In the experiments Quickstart, you learned how to run an experiment using client-side evaluators executed directly within your application’s environment. This guide focuses on utilizing server-side evaluators powered by HoneyHive’s infrastructure. Server-side evaluators offer several advantages, particularly for resource-intensive or asynchronous tasks, as they are centralized, scalable, and versioned.

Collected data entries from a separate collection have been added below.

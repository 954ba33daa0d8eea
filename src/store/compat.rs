//! Compatibility-tool mapping operations on the client configuration
//! store.
//!
//! The mapping lives at one nested path inside a file full of sections
//! this subsystem must never touch; all edits go through the tree so
//! everything else passes through verbatim.

use tracing::debug;

use crate::appid::AppId;

use super::{KvMap, KvValue};

/// Fixed priority written for every mapping this subsystem creates.
pub const COMPAT_TOOL_PRIORITY: &str = "250";

/// Top-level section the client wraps its configuration store in.
const STORE_ROOT: &str = "InstallConfigStore";

/// Nested path of the mapping section, relative to the store root.
const MAPPING_PATH: [&str; 4] = ["Software", "Valve", "Steam", "CompatToolMapping"];

/// Client-written files carry the [`STORE_ROOT`] wrapper; trees built
/// from scratch may not. Resolve relative to whichever is present.
fn root_of(tree: &KvMap) -> &KvMap {
    tree.get_map(STORE_ROOT).unwrap_or(tree)
}

fn root_of_mut(tree: &mut KvMap) -> &mut KvMap {
    if tree.get_map(STORE_ROOT).is_some() {
        tree.ensure_map(STORE_ROOT)
    } else {
        tree
    }
}

/// One compatibility-tool mapping entry.
#[derive(Debug, Clone, PartialEq, Eq)]
pub struct CompatToolEntry {
    pub name: String,
    pub config: String,
    pub priority: String,
}

/// Point `app_id` at the runtime named `tool`, creating the mapping
/// section when the client has never written one. An existing entry
/// for the same identifier is overwritten in place.
pub fn set_compat_tool(tree: &mut KvMap, app_id: AppId, tool: &str) {
    let mapping = root_of_mut(tree).ensure_path(&MAPPING_PATH);
    let entry = mapping.ensure_map(&app_id.unsigned().to_string());
    entry.set("name", KvValue::Str(tool.to_string()));
    entry.set("config", KvValue::Str(String::new()));
    entry.set("priority", KvValue::Str(COMPAT_TOOL_PRIORITY.to_string()));
    debug!(
        "mapped AppID {} to compatibility tool {tool}",
        app_id.unsigned()
    );
}

/// Read the mapping entry for `app_id`, if any.
pub fn compat_tool_for(tree: &KvMap, app_id: AppId) -> Option<CompatToolEntry> {
    let key = app_id.unsigned().to_string();
    let mapping = match root_of(tree).get_path(&MAPPING_PATH)? {
        KvValue::Map(m) => m,
        _ => return None,
    };
    let entry = mapping.get_map(&key)?;
    Some(CompatToolEntry {
        name: entry.get_str("name")?.to_string(),
        config: entry.get_str("config").unwrap_or_default().to_string(),
        priority: entry.get_str("priority").unwrap_or_default().to_string(),
    })
}
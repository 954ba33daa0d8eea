//! Provisioning error types with clear, actionable messages

use std::path::PathBuf;
use thiserror::Error;

/// Errors surfaced by the provisioning core.
///
/// Codec and identifier failures are raised synchronously and never
/// retried here; retry policy for external interactions lives in the
/// session layer.
#[derive(Error, Debug)]
pub enum ProvisionError {
    /// Caller handed us input we refuse to derive state from
    #[error("invalid input: {0}")]
    InvalidInput(String),

    /// A store file exists but cannot be parsed
    #[error("malformed store file {path}: {detail}\n\nThe file was left untouched. If the Steam client wrote it, verify the installation before retrying.")]
    Format { path: PathBuf, detail: String },

    /// An expected file, record, or runtime is absent
    #[error("not found: {what}")]
    NotFound { what: String },

    /// Filesystem access failed
    #[error("I/O error on {path}")]
    Io {
        path: PathBuf,
        #[source]
        source: std::io::Error,
    },

    /// An external command could not be spawned or returned nonzero
    #[error("external process failed: {command}: {detail}")]
    ExternalProcess { command: String, detail: String },

    /// A bounded wait elapsed without the expected condition
    #[error("timed out after {waited_secs}s waiting for {operation}")]
    Timeout { operation: String, waited_secs: u64 },

    /// The compatibility prefix never materialized within its budget
    #[error("prefix at {prefix} did not initialize within {waited_secs}s\n\nThe placeholder shortcut was left in place so the session can be resumed or cleaned up explicitly.")]
    PrefixTimeout { prefix: PathBuf, waited_secs: u64 },

    /// A registry write failed or was not observed on read-back
    #[error("registry operation failed: {detail}")]
    RegistryOperation { detail: String },
}

impl ProvisionError {
    pub(crate) fn io(path: impl Into<PathBuf>, source: std::io::Error) -> Self {
        ProvisionError::Io {
            path: path.into(),
            source,
        }
    }

    pub(crate) fn not_found(what: impl Into<String>) -> Self {
        ProvisionError::NotFound { what: what.into() }
    }
}

pub type Result<T> = std::result::Result<T, ProvisionError>;
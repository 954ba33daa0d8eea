//! prefixforge — provisions Proton compatibility prefixes for Windows
//! workloads by driving Steam's own configuration stores.
//!
//! The crate is consumed as a library by separate GUI/CLI front ends;
//! there is no binary target and no network surface. A front end
//! builds a [`config::ProvisionConfig`], scans runtimes with
//! [`catalog::RuntimeCatalog`], and drives a
//! [`session::ProvisioningSession`] through placeholder creation,
//! client restart, runtime initialization, verification, and
//! finalization.

pub mod appid;
pub mod catalog;
pub mod config;
pub mod conflict;
pub mod error;
pub mod session;
pub mod store;

pub use appid::{AppId, AppIdStrategy};
pub use catalog::{RuntimeCatalog, RuntimeDescriptor, RuntimeFamily};
pub use config::{CatalogConfig, ProvisionConfig, SessionTuning, SteamPaths};
pub use conflict::{ConflictResolution, ShortcutConflict};
pub use error::{ProvisionError, Result};
pub use session::{
    ClientControl, PlaceholderOutcome, PrefixDirectory, ProvisioningSession, SessionFailure,
    SessionReport, SessionState, SteamProcessControl, WorkloadProfile, WorkloadRequest,
};
pub use store::{ShortcutRecord, ShortcutStore};
//! Session configuration and Steam installation discovery.
//!
//! Everything the catalog and orchestrator need arrives as an explicit
//! value built here — there is no ambient settings object, so a front
//! end can override any path or budget per session and tests can point
//! a whole session at a temporary directory.

use std::path::{Path, PathBuf};
use std::time::Duration;

use serde::{Deserialize, Serialize};
use tracing::{debug, info};

use crate::error::{ProvisionError, Result};
use crate::store::text;

/// Offset between the 64-bit account identifier in the login store and
/// the 32-bit form used for userdata directory names.
const STEAMID64_BASE: u64 = 76_561_197_960_265_728;

/// Resolved locations inside a Steam installation.
#[derive(Debug, Clone, PartialEq, Serialize, Deserialize)]
pub struct SteamPaths {
    /// Client root (contains `config/`, `userdata/`, `steamapps/`).
    pub root: PathBuf,
    /// Per-user config directory holding the shortcut store.
    pub user_config: PathBuf,
    /// Library roots, primary first.
    pub library_roots: Vec<PathBuf>,
    /// `compatibilitytools.d` roots, primary first.
    pub compat_tool_roots: Vec<PathBuf>,
}

impl SteamPaths {
    /// Discover the Steam installation and its most recent user.
    ///
    /// Checks the well-known roots in order (native, XDG data dir,
    /// Flatpak) and resolves the active user from the client's own
    /// login store rather than guessing from directory listings.
    pub fn discover() -> Result<Self> {
        for root in candidate_roots() {
            if root.join("config/loginusers.vdf").exists() && root.join("userdata").is_dir() {
                info!("found Steam installation at {}", root.display());
                return Self::from_root(root);
            }
        }
        Err(ProvisionError::not_found(
            "Steam installation (checked ~/.steam/steam, ~/.local/share/Steam, and the Flatpak data dir)",
        ))
    }

    /// Resolve paths under a known client root.
    pub fn from_root(root: PathBuf) -> Result<Self> {
        let user_id = active_user_id(&root)?;
        Ok(Self::with_user(root, user_id))
    }

    /// Resolve paths for an explicit user id (userdata directory name).
    pub fn with_user(root: PathBuf, user_id: u64) -> Self {
        let user_config = root.join("userdata").join(user_id.to_string()).join("config");
        let compat_tools = root.join("compatibilitytools.d");
        Self {
            user_config,
            library_roots: vec![root.clone()],
            compat_tool_roots: vec![compat_tools],
            root,
        }
    }

    /// The binary shortcut store for the resolved user.
    pub fn shortcuts_file(&self) -> PathBuf {
        self.user_config.join("shortcuts.vdf")
    }

    /// The client's text configuration store.
    pub fn client_config_file(&self) -> PathBuf {
        self.root.join("config/config.vdf")
    }

    /// Where compatibility prefixes materialize (primary library).
    pub fn compatdata_dir(&self) -> PathBuf {
        self.primary_library().join("steamapps/compatdata")
    }

    fn primary_library(&self) -> &Path {
        self.library_roots.first().unwrap_or(&self.root)
    }
}

fn candidate_roots() -> Vec<PathBuf> {
    let Some(home) = dirs::home_dir() else {
        return Vec::new();
    };
    vec![
        home.join(".steam/steam"),
        home.join(".local/share/Steam"),
        home.join(".var/app/com.valvesoftware.Steam/.local/share/Steam"),
    ]
}

/// Resolve the most recent user from the login store: the entry marked
/// `MostRecent`, falling back to the highest login timestamp. The
/// 64-bit identifier is converted to the 32-bit userdata form.
fn active_user_id(root: &Path) -> Result<u64> {
    let loginusers = root.join("config/loginusers.vdf");
    let tree = text::load(&loginusers)?;
    let users = tree
        .get_map("users")
        .ok_or_else(|| ProvisionError::not_found(format!("users section in {}", loginusers.display())))?;

    let mut best: Option<(u64, u64)> = None; // (steamid64, timestamp)
    for (steamid64, entry) in users.iter() {
        let Some(entry) = entry.as_map() else {
            continue;
        };
        let Ok(id) = steamid64.parse::<u64>() else {
            continue;
        };
        if entry.get_str("MostRecent") == Some("1") {
            debug!("login store marks {steamid64} as most recent");
            return Ok(id - STEAMID64_BASE);
        }
        let timestamp = entry
            .get_str("Timestamp")
            .and_then(|t| t.parse::<u64>().ok())
            .unwrap_or(0);
        if best.map_or(true, |(_, ts)| timestamp > ts) {
            best = Some((id, timestamp));
        }
    }

    let (id, _) = best.ok_or_else(|| {
        ProvisionError::not_found(format!("a signed-in user in {}", loginusers.display()))
    })?;
    debug!("falling back to highest login timestamp: {id}");
    Ok(id - STEAMID64_BASE)
}

/// What the runtime catalog scans and how it ranks.
#[derive(Debug, Clone, PartialEq, Serialize, Deserialize)]
pub struct CatalogConfig {
    /// Library roots whose `steamapps/common` holds official runtimes.
    pub library_roots: Vec<PathBuf>,
    /// Roots holding community runtimes.
    pub compat_tool_roots: Vec<PathBuf>,
    /// Bypass scanning and use exactly this install directory.
    pub forced_runtime: Option<PathBuf>,
    /// Community major version below which the official rolling
    /// pre-release outranks community builds.
    pub community_floor_major: u32,
}

impl CatalogConfig {
    pub fn from_steam(paths: &SteamPaths) -> Self {
        Self {
            library_roots: paths.library_roots.clone(),
            compat_tool_roots: paths.compat_tool_roots.clone(),
            forced_runtime: None,
            community_floor_major: 10,
        }
    }
}

/// Budgets and intervals for the blocking steps of a session.
#[derive(Debug, Clone, PartialEq)]
pub struct SessionTuning {
    /// Fixed settle delay after the fire-and-forget runtime trigger.
    pub settle: Duration,
    /// Interval for prefix and identifier polling loops.
    pub poll_interval: Duration,
    /// Prefix initialization budget; `None` sizes it from the storage
    /// the compatdata directory lives on.
    pub prefix_timeout: Option<Duration>,
    /// Budget for resolving the client-assigned identifier.
    pub resolve_timeout: Duration,
    /// Client restart attempts before giving up.
    pub restart_attempts: u32,
    /// Base backoff between restart attempts (scales linearly).
    pub restart_backoff: Duration,
    /// How long to wait for the client to exit during a restart.
    pub restart_exit_timeout: Duration,
    /// Attempts per registry write before surfacing a failure.
    pub registry_attempts: u32,
}

impl Default for SessionTuning {
    fn default() -> Self {
        Self {
            settle: Duration::from_secs(5),
            poll_interval: Duration::from_secs(1),
            prefix_timeout: None,
            resolve_timeout: Duration::from_secs(30),
            restart_attempts: 3,
            restart_backoff: Duration::from_secs(2),
            restart_exit_timeout: Duration::from_secs(60),
            registry_attempts: 3,
        }
    }
}

/// Everything a provisioning session needs, bundled.
#[derive(Debug, Clone)]
pub struct ProvisionConfig {
    pub steam: SteamPaths,
    pub catalog: CatalogConfig,
    pub tuning: SessionTuning,
    /// Inert always-succeeds command used as the placeholder target.
    pub placeholder_command: PathBuf,
}

impl ProvisionConfig {
    pub fn new(steam: SteamPaths) -> Self {
        let catalog = CatalogConfig::from_steam(&steam);
        Self {
            steam,
            catalog,
            tuning: SessionTuning::default(),
            placeholder_command: PathBuf::from("/bin/true"),
        }
    }
}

If you want to know more about the differences between client-side and server-side evaluators, refer to the Evaluators Documentation.

Full code

Below is a minimal example demonstrating how to run an experiment using server-side evaluators:

Running an experiment

Prerequisites

  • You have already created a project in HoneyHive, as explained here.
  • You have an API key for your project, as explained here.

Expected Time: 5 minutes

Steps

1

Setup input data

Let’s create our dataset by inputting data directly into our code using a list of JSON objects:

dataset = [
    {
        "inputs": {
            "product_type": "electric vehicles",
            "region": "western europe",   
        },
        "ground_truths": {
            "response": "As of 2023, the electric vehicle (EV) ... ",
        }
    },
    {
        "inputs": {
            "product_type": "gaming consoles",
            "region": "north america",
        },
        "ground_truths": {
            "response": "As of 2023, the gaming console market ... ",
        }
    },
    {
        "inputs": {
            "product_type": "smart home devices",
            "region": "australia and new zealand", 
        },
        "ground_truths": {
            "response": "As of 2023, the market for smart home devices in Australia and New Zealand ... ",
        }
    },
]
The inputs and ground_truths fields will be accessible in both the function we want to evaluate and the evaluator function, as we will see below.
2

Create the flow you want to evaluate

Define the function you want to evaluate:

def function_to_evaluate(inputs, ground_truths):
    completion = openai_client.chat.completions.create(
        model="gpt-4o",
        messages=[
            {"role": "system", "content": f"You are an expert analyst specializing in {inputs['product_type']} market trends."},
            {"role": "user", "content": f"Could you provide an analysis of the current market performance and consumer reception of {inputs['product_type']} in {inputs['region']}? Please include any notable trends or challenges specific to this region."}
        ]
    )

    # Output -> session output
    return completion.choices[0].message.content
  • inputs is a dictionary with the parameters used in your function, as defined in our dataset.
  • The value returned by the function would map to the outputs field of each run in the experiment and will be accessible to your evaluator function, as we will see below.
  • ground_truths is an optional field and, as the name suggests, contains the ground truth for each set of inputs.
3

Setup Server-side Evaluators

Let’s create a server-side Python evaluator that will simply measure the length of the model’s response. This evaluator will specifically work with events of type “model”, which represent LLM completions in your application:

  1. Navigate to the Evaluators tab in the HoneyHive console.
  2. Click Add Evaluator and select Python Evaluator.

You can find more information about server-side Python evaluators here.

When creating server-side evaluators, you’ll work with span attributes that are automatically passed to your evaluator function through the event dictionary parameter, such as inputs, outputs, or metadata. For our Response Length evaluator, we are interested in the model’s response, which we’ll access using the event["outputs"]["content"] path:

    def metric_name(event):
        """
        Response Length Metric

        Counts the number of words in the model's output. Useful for measuring verbosity,
        controlling output length, and monitoring response size.

        Args:
            event (dict): Dictionary containing model output (and potentially other fields).
                        - event["outputs"]["content"] (str): The model's text output.

        Returns:
            int: The total number of words in the model's response.
        """
        model_response = event["outputs"]["content"]  # Replace this based on your specific event attributes
        
        # Split response into words and count them
        # Note: This is a simple implementation. Consider using NLTK or spaCy for more accurate tokenization.
        model_words = model_response.split(" ")
        return len(model_words)

You can find more information on model events and their properties here.

4

Run experiment

Finally, you can run your experiment with evaluate:

from honeyhive import evaluate
from your_module import function_to_evaluate

if __name__ == "__main__":
    evaluate(
        function = function_to_evaluate,
        hh_api_key = '<HONEYHIVE_API_KEY>',
        hh_project = '<HONEYHIVE_PROJECT>',
        name = 'Sample Experiment',
        dataset = dataset,           # to be passed for code-managed datasets
        # You can also provide client-side evaluators if they are already set up.
        # evaluators=[sample_evaluator, ...]
    )

Dashboard View

You should now be able to see the Response Length metric in your dashboard. Note that even though we didn’t pass any local evaluators when running evaluate, our server-side evaluator was properly configured and executed.

Conclusion

By following these steps, you can set up and run experiments using server-side HoneyHive evaluators. This allows you to systematically test your LLM-based systems across various scenarios and collect performance data for analysis while providing a consistent, centralized approach to deployment, management, and versioning across environments.